As an example I created two simple functions. Both got triggered from service bus queue and download content from blob, the only difference is authentication method. Runtime of the first one is significantly less that second one.

 [FunctionName("TestFuncWithConnString")]
    public async Task Run(
        [ServiceBusTrigger("testconstring", Connection = "ServiceBusConnectionString")] ServiceBusReceivedMessage message,
        ServiceBusMessageActions messageActions)
    {


        var storageConnectionString = _configuration.GetConnectionString("StorageConnectionString");
        var blobContainerClient = new BlobContainerClient(storageConnectionString, "containerName");   
        var blobClient = blobContainerClient.GetBlobClient("XXX");
        var blobMessage = await blobClient.DownloadAsync();

        await messageActions.CompleteMessageAsync(message);
    }


    [FunctionName("TestFuncWithManagedIdentity")]
    public async Task Run(
        [ServiceBusTrigger("testmanagedidentity ", Connection = "SBNamespaceFQName")] ServiceBusReceivedMessage message,
        ServiceBusMessageActions messageActions)
    {

        var storageConnectionString = new Uri($"https://{StorageAccount}.blob.core.windows.net/");

        var blobServiceClient = new BlobServiceClient(storageConnectionString, new DefaultAzureCredential());
        var blobContainerClient = blobServiceClient.GetBlobContainerClient("containerName");
        var blobClient = blobContainerClient.GetBlobClient("XXX");
        var blobMessage = await blobClient.DownloadAsync();

        await messageActions.CompleteMessageAsync(message);
    }

Does someone have any idea what might be wrong here?


Solution

  • Generally speaking, it is expected that managed identity authorization takes longer than a connection string, as both the client and service have to coordinate with AAD, where a connection string is validated entirely by Storage itself.

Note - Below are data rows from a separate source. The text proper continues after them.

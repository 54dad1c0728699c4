//! 轮次控制 - 流程层
//!
//! ## 状态机
//!
//! ```text
//! Idle ──check──▶ Checking ──全部创意检查完成──▶ Resolved
//!  ▲                                              │
//!  └──────────────────── clear ◀──────────────────┘
//! ```
//!
//! 控制器本身不循环：每次检查请求产出一份汇总结论，
//! 是否发起下一轮由结论的接收方根据 `all_passed` 和轮次自行决定。

use std::sync::{Arc, Mutex};

use futures::stream::{self, StreamExt};
use tracing::info;

use crate::infrastructure::SessionStore;
use crate::models::{CheckedIdea, Idea, RoundVerdict};
use crate::services::RefinementChecker;

/// 控制器状态
#[derive(Debug, Clone, Copy, PartialEq, Eq)]
pub enum RoundPhase {
    /// 没有进行中的批次
    Idle,
    /// 正在检查某一轮
    Checking { round: i64 },
    /// 某一轮已给出结论
    Resolved { round: i64, all_passed: bool },
}

/// 轮次控制器
pub struct RoundController {
    store: Arc<SessionStore>,
    checker: RefinementChecker,
    max_rounds: u32,
    max_concurrent: usize,
    phase: Mutex<RoundPhase>,
}

impl RoundController {
    pub fn new(
        store: Arc<SessionStore>,
        checker: RefinementChecker,
        max_rounds: u32,
        max_concurrent: usize,
    ) -> Self {
        Self {
            store,
            checker,
            max_rounds,
            max_concurrent: max_concurrent.max(1),
            phase: Mutex::new(RoundPhase::Idle),
        }
    }

    pub fn phase(&self) -> RoundPhase {
        *self.phase.lock().unwrap_or_else(|e| e.into_inner())
    }

    fn set_phase(&self, phase: RoundPhase) {
        *self.phase.lock().unwrap_or_else(|e| e.into_inner()) = phase;
    }

    pub fn current_round(&self) -> i64 {
        self.store.current_round()
    }

    /// 策略常量：接收方发起下一轮的上限
    pub fn max_rounds(&self) -> u32 {
        self.max_rounds
    }

    /// 检查一批创意并汇总结论
    ///
    /// 各创意并发检查（上限 `max_concurrent`），结果保持输入顺序；
    /// 全部完成后才进行汇总。
    pub async fn run_round(&self, ideas: &[Idea], round: i64) -> RoundVerdict {
        self.store.set_current_round(round);
        self.set_phase(RoundPhase::Checking { round });
        info!("🔍 开始第 {} 轮检查，共 {} 个创意", round, ideas.len());

        let checker = self.checker;
        let checked: Vec<CheckedIdea> = stream::iter(ideas)
            .map(|idea| async move { checker.check_async(idea, round).await })
            .buffered(self.max_concurrent)
            .collect()
            .await;

        for item in &checked {
            self.store.buffer_checked(item);
        }

        let verdict = aggregate(round, checked);
        self.set_phase(RoundPhase::Resolved {
            round,
            all_passed: verdict.all_passed,
        });

        info!(
            "✓ 第 {} 轮检查完成: {} 个创意, 方法需改进 {} 个, 实验需改进 {} 个",
            round,
            verdict.count,
            verdict.needs_method_improvement.len(),
            verdict.needs_experiment_improvement.len()
        );

        verdict
    }

    /// 清空缓冲状态，轮次归零并回到 Idle
    pub fn clear(&self) {
        self.store.clear();
        self.set_phase(RoundPhase::Idle);
        info!("🧹 已清空创意与评估缓冲");
    }
}

/// 把逐个检查结果划分为两个待改进列表
pub fn aggregate(round: i64, checked: Vec<CheckedIdea>) -> RoundVerdict {
    let needs_method_improvement: Vec<CheckedIdea> = checked
        .iter()
        .filter(|c| c.needs_method_improvement)
        .cloned()
        .collect();
    let needs_experiment_improvement: Vec<CheckedIdea> = checked
        .iter()
        .filter(|c| c.needs_experiment_improvement)
        .cloned()
        .collect();

    RoundVerdict {
        round,
        all_passed: needs_method_improvement.is_empty() && needs_experiment_improvement.is_empty(),
        count: checked.len(),
        ideas: checked,
        needs_method_improvement,
        needs_experiment_improvement,
    }
}

/// 发布到讨论频道的检查摘要
pub fn format_check_digest(verdict: &RoundVerdict) -> String {
    let mut text = format!("🔍 完善Agent检查结果（第{}轮）：\n\n", verdict.round);

    for (i, checked) in verdict.ideas.iter().enumerate() {
        let title = match checked.idea.title.as_deref() {
            Some(title) => title.to_string(),
            None => format!("创意{}", i + 1),
        };
        let status = if checked.passed() {
            "✅ 通过"
        } else {
            "⚠️ 需要改进"
        };

        text.push_str(&format!("{} {}\n", status, title));
        if !checked.method_feedback.is_empty() {
            text.push_str(&format!("   方法反馈：{}\n", checked.method_feedback));
        }
        if !checked.experiment_feedback.is_empty() {
            text.push_str(&format!("   实验反馈：{}\n", checked.experiment_feedback));
        }
        text.push('\n');
    }

    text
}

    Because you are creating your BlobServiceClient and DefaultAzureCredential on each invocation of the function, you're paying the cost to acquire the token and authorize on each call. Azure SDK guidance encourages treating clients as singletons. (see: Lifetime management for Azure SDK .NET clients) Doing so would reduce the number of times that you need to authenticate and authorize, avoiding the need to pay that cost so frequently.

    The recommended approach would be to use Dependency injection for Azure Functions with the AddBlobServiceClient extension defined by the Azure Blob Storage package. Alternately, you could create a static instance of the BlobServiceClient as part of your function class - though you are likely to see that be less efficient over time.